The present study investigated the expression level of microRNA (miR)-137 in glioma tissues and cell lines and explored its potential diagnostic significance as well as its function effects on glioma cells. miR-137 expression level was detected in glioma tissues using hybridization, and in glioma cell lines using reverse transcription-quantitative PCR (RT-qPCR). The diagnostic significance of miR-137 in glioma was assessed using receiver operating characteristic curve analyses. Quantibody Human Inflammation Array 1 was used to evaluate the impact of ectopic miR-137 expression on release of cytokines in glioma cell lines. IL-13, TNF-α and IFN-γ levels were detected using ELISA. To confirm that sphingosine kinase 2 (SPHK2) is a target of miR-137, RT-qPCR, western blot analysis and dual-luciferase assay were adopted. The results demonstrated that miR-137 expression was downregulated in both glioma tissues and cell lines. Downregulation of miR-137 was significantly associated with high grade gliomas. Additionally, it was found that overexpression of miR-137 reduced IL-13, but promoted TNFα and IFN-γ production. SPHK2 knockdown inhibited IL-13 release, promoted TNF-α and IFN-γ production. SPHK2 was a direct target of miR-137. Collectively, the results of the present study indicated that miR-137 expression plays a tumor-suppressive role in glioma. It is downregulated in glioma and may promote M1-type TAMs polarization, and may be a diagnostic biomarker and potential therapeutic strategy for glioma treatment in the future.

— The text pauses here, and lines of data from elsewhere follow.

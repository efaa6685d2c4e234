//! Test Helper Utilities
//!
//! Shared utilities for testing callqa-dash

#![allow(dead_code, unused_imports)]

pub mod fixtures;
pub mod mock_api;

pub use fixtures::{metadata_doc, qc_doc, record_doc, report_doc, transcript_doc};
pub use mock_api::{MockApi, MockApiBuilder};
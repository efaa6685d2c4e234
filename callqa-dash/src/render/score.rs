//! QC score summary card
//!
//! Injected before the QC parameter panel under a fixed key, so redrawing
//! after every Part-2 refresh leaves exactly one card.

use super::{humanize, metric, number, percent, text_or_na, Element, Node, Placement, Surface, Target};
use callqa_common::models::QcScoreDoc;
use callqa_common::scoring::MAX_SCORE;

pub const SCORE_CARD_KEY: &str = "score-summary";

pub fn render(score: &QcScoreDoc) -> Node {
    let total = score.total_score.filter(|v| v.is_finite()).unwrap_or(0.0);
    let max = score.max_score.filter(|v| v.is_finite() && *v > 0.0).unwrap_or(MAX_SCORE);
    let category = text_or_na(score.category.as_deref());

    let breakdown = Element::new("ul")
        .class("score-breakdown")
        .children(score.breakdown.iter().map(|(item, points)| {
            Element::new("li").text(format!("{}: {}", humanize(item), number(*points)))
        }));

    let derived = &score.derived;
    Element::new("div")
        .id("score-summary")
        .class("score-card")
        .class(format!("category-{}", category.to_lowercase().replace(' ', "-")))
        .child(Element::new("h3").text("QC Score"))
        .child(metric("Total", format!("{} / {}", number(total), number(max))))
        .child(metric("Percentage", percent(score.percentage)))
        .child(metric("Category", category))
        .child(metric("Complete MER Questions", percent(derived.complete_mer_pct)))
        .child(metric("Correct Documentation", percent(derived.correct_documentation_pct)))
        .child(metric(
            "Call Duration",
            derived
                .call_duration_min
                .map(|m| format!("{} min", number(m)))
                .unwrap_or_else(|| super::NOT_AVAILABLE.to_string()),
        ))
        .child(breakdown)
        .into()
}

pub fn draw(score: &QcScoreDoc, surface: &mut dyn Surface) {
    surface.inject(
        SCORE_CARD_KEY,
        Target::QcParameters,
        Placement::Before,
        render(score),
    );
}

#[cfg(test)]
mod tests {
    use super::*;
    use crate::render::HeadlessDocument;

    #[test]
    fn test_empty_score_renders_placeholders() {
        let text = render(&QcScoreDoc::default()).text_content();
        assert!(text.contains("Total0 / 1600"));
        assert!(text.contains("PercentageN/A"));
        assert!(text.contains("CategoryN/A"));
    }

    #[test]
    fn test_redraw_leaves_one_card() {
        let mut surface = HeadlessDocument::new();
        let first = QcScoreDoc {
            total_score: Some(1200.0),
            category: Some("Poor".to_string()),
            ..Default::default()
        };
        let second = QcScoreDoc {
            total_score: Some(1550.0),
            category: Some("Good".to_string()),
            ..Default::default()
        };
        draw(&first, &mut surface);
        draw(&second, &mut surface);

        let cards: Vec<_> = surface
            .injections_at(Target::QcParameters, Placement::Before)
            .collect();
        assert_eq!(cards.len(), 1);
        let card = cards[0].node.as_element().unwrap();
        assert!(card.has_class("category-good"));
        assert!(card.text_content().contains("1550 / 1600"));
    }
}
//! Error types for callqa-dash

use crate::fetch::FetchError;
use thiserror::Error;

/// Message shown to the user when the primary documents cannot be loaded
pub const LOAD_FAILED_MESSAGE: &str = "Failed to load dashboard data";

/// Main error type for callqa-dash
#[derive(Error, Debug)]
pub enum DashError {
    /// One of the primary documents (metadata, report, transcript) failed
    #[error("Failed to load dashboard data: {0}")]
    Load(#[source] FetchError),

    /// File I/O errors (export)
    #[error("File I/O error: {0}")]
    Io(#[from] std::io::Error),
}

/// Convenience Result type using DashError
pub type Result<T> = std::result::Result<T, DashError>;
//! JSON fetch client
//!
//! A single GET per call: no retries, no timeout. The caller decides whether
//! a failure is fatal.

use async_trait::async_trait;
use reqwest::Url;
use serde_json::Value;
use std::collections::HashMap;
use std::sync::Mutex;
use std::time::Duration;
use thiserror::Error;

const USER_AGENT: &str = concat!("callqa-dash/", env!("CARGO_PKG_VERSION"));

/// Fetch failures; every variant names the URL
#[derive(Debug, Clone, Error, PartialEq, Eq)]
pub enum FetchError {
    #[error("Invalid URL {url}: {message}")]
    InvalidUrl { url: String, message: String },

    #[error("Request to {url} failed: {message}")]
    Request { url: String, message: String },

    #[error("HTTP {status} from {url}")]
    Status { url: String, status: u16 },

    #[error("Response from {url} is not valid JSON: {message}")]
    Decode { url: String, message: String },
}

impl FetchError {
    pub fn url(&self) -> &str {
        match self {
            FetchError::InvalidUrl { url, .. }
            | FetchError::Request { url, .. }
            | FetchError::Status { url, .. }
            | FetchError::Decode { url, .. } => url,
        }
    }
}

/// Anything that can answer a JSON GET
///
/// The HTTP client is the production source; [`MemorySource`] serves
/// canned documents for headless use.
#[async_trait]
pub trait JsonSource: Send + Sync {
    async fn get_json(&self, url: &str) -> Result<Value, FetchError>;
}

/// HTTP implementation over reqwest
pub struct HttpJsonClient {
    http_client: reqwest::Client,
    base_url: Url,
}

impl HttpJsonClient {
    /// Create a client resolving relative endpoint paths against `base_url`
    pub fn new(base_url: &str) -> Result<Self, FetchError> {
        let base_url = Url::parse(base_url).map_err(|e| FetchError::InvalidUrl {
            url: base_url.to_string(),
            message: e.to_string(),
        })?;

        let http_client = reqwest::Client::builder()
            .user_agent(USER_AGENT)
            .build()
            .map_err(|e| FetchError::Request {
                url: base_url.to_string(),
                message: e.to_string(),
            })?;

        Ok(Self {
            http_client,
            base_url,
        })
    }

    pub fn base_url(&self) -> &Url {
        &self.base_url
    }

    /// Absolute URLs pass through; paths join onto the base
    pub fn resolve_url(&self, url: &str) -> Result<Url, FetchError> {
        self.base_url.join(url).map_err(|e| FetchError::InvalidUrl {
            url: url.to_string(),
            message: e.to_string(),
        })
    }
}

#[async_trait]
impl JsonSource for HttpJsonClient {
    async fn get_json(&self, url: &str) -> Result<Value, FetchError> {
        let target = self.resolve_url(url)?;
        tracing::debug!(url = %target, "GET");

        let response = self
            .http_client
            .get(target)
            .send()
            .await
            .map_err(|e| FetchError::Request {
                url: url.to_string(),
                message: e.to_string(),
            })?;

        let status = response.status();
        if !status.is_success() {
            return Err(FetchError::Status {
                url: url.to_string(),
                status: status.as_u16(),
            });
        }

        let body = response.text().await.map_err(|e| FetchError::Request {
            url: url.to_string(),
            message: e.to_string(),
        })?;

        serde_json::from_str(&body).map_err(|e| FetchError::Decode {
            url: url.to_string(),
            message: e.to_string(),
        })
    }
}

/// In-memory source of canned documents
///
/// Unknown URLs answer 404. Every request is logged in order so callers can
/// assert which endpoints were tried.
#[derive(Default)]
pub struct MemorySource {
    routes: HashMap<String, Route>,
    requests: Mutex<Vec<String>>,
}

struct Route {
    response: Result<Value, u16>,
    delay: Option<Duration>,
}

impl MemorySource {
    pub fn new() -> Self {
        Self::default()
    }

    /// Serve `document` at `url`
    pub fn with_json(mut self, url: impl Into<String>, document: Value) -> Self {
        self.routes.insert(
            url.into(),
            Route {
                response: Ok(document),
                delay: None,
            },
        );
        self
    }

    /// Answer `url` with an HTTP error status
    pub fn with_status(mut self, url: impl Into<String>, status: u16) -> Self {
        self.routes.insert(
            url.into(),
            Route {
                response: Err(status),
                delay: None,
            },
        );
        self
    }

    /// Delay the response for `url` (the route must already exist)
    pub fn with_delay(mut self, url: &str, delay: Duration) -> Self {
        if let Some(route) = self.routes.get_mut(url) {
            route.delay = Some(delay);
        }
        self
    }

    /// URLs requested so far, in order
    pub fn requests(&self) -> Vec<String> {
        self.requests
            .lock()
            .map(|log| log.clone())
            .unwrap_or_default()
    }
}

#[async_trait]
impl JsonSource for MemorySource {
    async fn get_json(&self, url: &str) -> Result<Value, FetchError> {
        if let Ok(mut log) = self.requests.lock() {
            log.push(url.to_string());
        }

        let Some(route) = self.routes.get(url) else {
            return Err(FetchError::Status {
                url: url.to_string(),
                status: 404,
            });
        };

        if let Some(delay) = route.delay {
            tokio::time::sleep(delay).await;
        }

        route.response.clone().map_err(|status| FetchError::Status {
            url: url.to_string(),
            status,
        })
    }
}
//! Secondary QC report reconciliation
//!
//! Resolves the Part-2 QC report through an ordered fallback chain:
//!
//! 1. Per-call route `/api/records/{rid}/calls/{call}/report2` (call known)
//! 2. Statically configured `report2` endpoint (step 1 produced nothing, or
//!    no call is known)
//! 3. Merged record `/api/records/{rid}` → `merged.qc`, when the report so
//!    far lacks `qc_parameters` and a call is known
//!
//! Steps run sequentially and every failure falls through silently. The
//! result is re-resolved from step 1 on each Part-2 activation.

use crate::endpoints::{call_resource_url, record_url, Resource};
use crate::fetch::JsonSource;
use callqa_common::models::{CallReference, QcReport};
use serde_json::Value;
use std::sync::atomic::{AtomicU64, Ordering};
use tracing::{debug, warn};

/// Where a resolved report came from
#[derive(Debug, Clone, Copy, PartialEq, Eq)]
pub enum ReportSource {
    PerCall,
    Static,
    MergedRecord,
}

/// Outcome of one reconciliation
///
/// `report` is `None` when every source failed or was incomplete; the
/// renderers show a "No data" state for that.
#[derive(Debug, Clone, Default, PartialEq)]
pub struct ResolvedReport {
    pub report: Option<QcReport>,
    pub source: Option<ReportSource>,
}

impl ResolvedReport {
    fn found(report: QcReport, source: ReportSource) -> Self {
        Self {
            report: Some(report),
            source: Some(source),
        }
    }

    pub fn is_empty(&self) -> bool {
        self.report.is_none()
    }
}

/// Resolves the secondary QC report
#[derive(Debug, Clone)]
pub struct ReportReconciler {
    static_report2_url: String,
}

impl ReportReconciler {
    /// `static_report2_url` is the configured (or default) `report2` endpoint
    pub fn new(static_report2_url: impl Into<String>) -> Self {
        Self {
            static_report2_url: static_report2_url.into(),
        }
    }

    pub fn static_url(&self) -> &str {
        &self.static_report2_url
    }

    /// Run the fallback chain; never fails
    pub async fn resolve<S>(&self, source: &S, call: Option<&CallReference>) -> ResolvedReport
    where
        S: JsonSource + ?Sized,
    {
        let mut document: Option<(Value, ReportSource)> = None;

        // Step 1: per-call report
        if let Some(call) = call {
            let url = call_resource_url(call, Resource::Report2);
            match source.get_json(&url).await {
                Ok(doc) => document = Some((doc, ReportSource::PerCall)),
                Err(e) => warn!(error = %e, "Per-call QC report unavailable, trying configured endpoint"),
            }
        }

        // Step 2: statically configured report
        if document.is_none() {
            match source.get_json(&self.static_report2_url).await {
                Ok(doc) => document = Some((doc, ReportSource::Static)),
                Err(e) => warn!(error = %e, "Configured QC report unavailable"),
            }
        }

        if let Some((doc, origin)) = &document {
            if let Some(report) = QcReport::from_document(doc) {
                debug!(source = ?origin, "Resolved QC report");
                return ResolvedReport::found(report, *origin);
            }
            debug!(source = ?origin, "QC report lacks qc_parameters");
        }

        // Step 3: merged record artifacts
        if let Some(call) = call {
            let url = record_url(&call.record_id);
            match source.get_json(&url).await {
                Ok(record) => {
                    if let Some(report) = record
                        .pointer("/merged/qc")
                        .and_then(QcReport::from_document)
                    {
                        debug!(record_id = %call.record_id, "Resolved QC report from merged record");
                        return ResolvedReport::found(report, ReportSource::MergedRecord);
                    }
                    warn!(record_id = %call.record_id, "Merged record has no QC parameters");
                }
                Err(e) => warn!(error = %e, "Merged record unavailable"),
            }
        }

        // Step 4: nothing usable
        ResolvedReport::default()
    }
}

/// Token identifying one refresh cycle
#[derive(Debug, Clone, Copy, PartialEq, Eq, PartialOrd, Ord)]
pub struct RefreshToken(u64);

/// Issues monotonically increasing refresh tokens
///
/// Only the most recently issued token is current, so a slow response from
/// an earlier refresh can be recognised and discarded.
#[derive(Debug, Default)]
pub struct RefreshSequencer {
    latest: AtomicU64,
}

impl RefreshSequencer {
    pub fn new() -> Self {
        Self::default()
    }

    pub fn issue(&self) -> RefreshToken {
        RefreshToken(self.latest.fetch_add(1, Ordering::SeqCst) + 1)
    }

    pub fn is_current(&self, token: RefreshToken) -> bool {
        self.latest.load(Ordering::SeqCst) == token.0
    }
}

#[cfg(test)]
mod tests {
    use super::*;
    use crate::fetch::MemorySource;
    use serde_json::json;

    const PER_CALL: &str = "/api/records/R1/calls/2/report2";
    const STATIC: &str = "/api/report2";
    const RECORD: &str = "/api/records/R1";

    fn call() -> CallReference {
        CallReference::new("R1", "2")
    }

    fn qc(value: &str) -> Value {
        json!({"qc_parameters": {"greetings": {"value": value}}})
    }

    #[tokio::test]
    async fn test_per_call_wins() {
        let source = MemorySource::new()
            .with_json(PER_CALL, qc("Yes"))
            .with_json(STATIC, qc("No"));
        let resolved = ReportReconciler::new(STATIC)
            .resolve(&source, Some(&call()))
            .await;

        assert_eq!(resolved.source, Some(ReportSource::PerCall));
        assert_eq!(resolved.report.unwrap().value_of("greetings"), Some("Yes"));
        assert_eq!(source.requests(), vec![PER_CALL]);
    }

    #[tokio::test]
    async fn test_static_when_per_call_fails() {
        let source = MemorySource::new()
            .with_status(PER_CALL, 500)
            .with_json(STATIC, qc("No"));
        let resolved = ReportReconciler::new(STATIC)
            .resolve(&source, Some(&call()))
            .await;

        assert_eq!(resolved.source, Some(ReportSource::Static));
        assert_eq!(source.requests(), vec![PER_CALL, STATIC]);
    }

    #[tokio::test]
    async fn test_merged_when_both_fail() {
        let source = MemorySource::new().with_json(
            RECORD,
            json!({"merged": {"qc": qc("Partial")}}),
        );
        let resolved = ReportReconciler::new(STATIC)
            .resolve(&source, Some(&call()))
            .await;

        assert_eq!(resolved.source, Some(ReportSource::MergedRecord));
        assert_eq!(resolved.report.unwrap().value_of("greetings"), Some("Partial"));
        assert_eq!(source.requests(), vec![PER_CALL, STATIC, RECORD]);
    }

    #[tokio::test]
    async fn test_incomplete_per_call_skips_static() {
        // A present-but-incomplete per-call document goes straight to step 3
        let source = MemorySource::new()
            .with_json(PER_CALL, json!({"note": "pending"}))
            .with_json(STATIC, qc("No"))
            .with_json(RECORD, json!({"merged": {"qc": qc("Yes")}}));
        let resolved = ReportReconciler::new(STATIC)
            .resolve(&source, Some(&call()))
            .await;

        assert_eq!(resolved.source, Some(ReportSource::MergedRecord));
        assert_eq!(source.requests(), vec![PER_CALL, RECORD]);
    }

    #[tokio::test]
    async fn test_all_sources_fail() {
        let source = MemorySource::new().with_json(RECORD, json!({"merged": {}}));
        let resolved = ReportReconciler::new(STATIC)
            .resolve(&source, Some(&call()))
            .await;
        assert!(resolved.is_empty());
        assert_eq!(resolved.source, None);
    }

    #[tokio::test]
    async fn test_without_call_only_static_is_tried() {
        let source = MemorySource::new().with_json(STATIC, json!({}));
        let resolved = ReportReconciler::new(STATIC).resolve(&source, None).await;

        assert!(resolved.is_empty());
        assert_eq!(source.requests(), vec![STATIC]);
    }

    #[test]
    fn test_refresh_sequencer() {
        let sequencer = RefreshSequencer::new();
        let first = sequencer.issue();
        assert!(sequencer.is_current(first));

        let second = sequencer.issue();
        assert!(second > first);
        assert!(!sequencer.is_current(first));
        assert!(sequencer.is_current(second));
    }
}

本研究调查了微小RNA(miR)-137在胶质瘤组织和细胞系中的表达水平,探讨了其潜在的诊断意义以及对胶质瘤细胞的功能影响。采用杂交法检测胶质瘤组织中的miR-137表达水平,采用逆转录定量聚合酶链反应(RT-qPCR)检测胶质瘤细胞系中的miR-137表达水平。使用受试者工作特征曲线分析评估miR-137在胶质瘤中的诊断意义。使用定量抗体人炎症阵列1评估异位miR-137表达对胶质瘤细胞系中细胞因子释放的影响。使用酶联免疫吸附测定(ELISA)检测白细胞介素-13(IL-13)、肿瘤坏死因子-α(TNF-α)和干扰素-γ(IFN-γ)水平。为了证实鞘氨醇激酶2(SPHK2)是miR-137的靶标,采用了RT-qPCR、蛋白质免疫印迹分析和双荧光素酶测定。结果表明,miR-137在胶质瘤组织和细胞系中均表达下调。miR-137的下调与高级别胶质瘤显著相关。此外,发现miR-137的过表达降低了IL-13,但促进了TNF-α和IFN-γ的产生。敲低SPHK2抑制了IL-13的释放,促进了TNF-α和IFN-γ的产生。SPHK2是miR-137的直接靶标。总体而言,本研究结果表明,miR-137表达在胶质瘤中发挥肿瘤抑制作用。它在胶质瘤中表达下调,可能促进M1型肿瘤相关巨噬细胞极化,并且可能是未来胶质瘤治疗的诊断生物标志物和潜在治疗策略。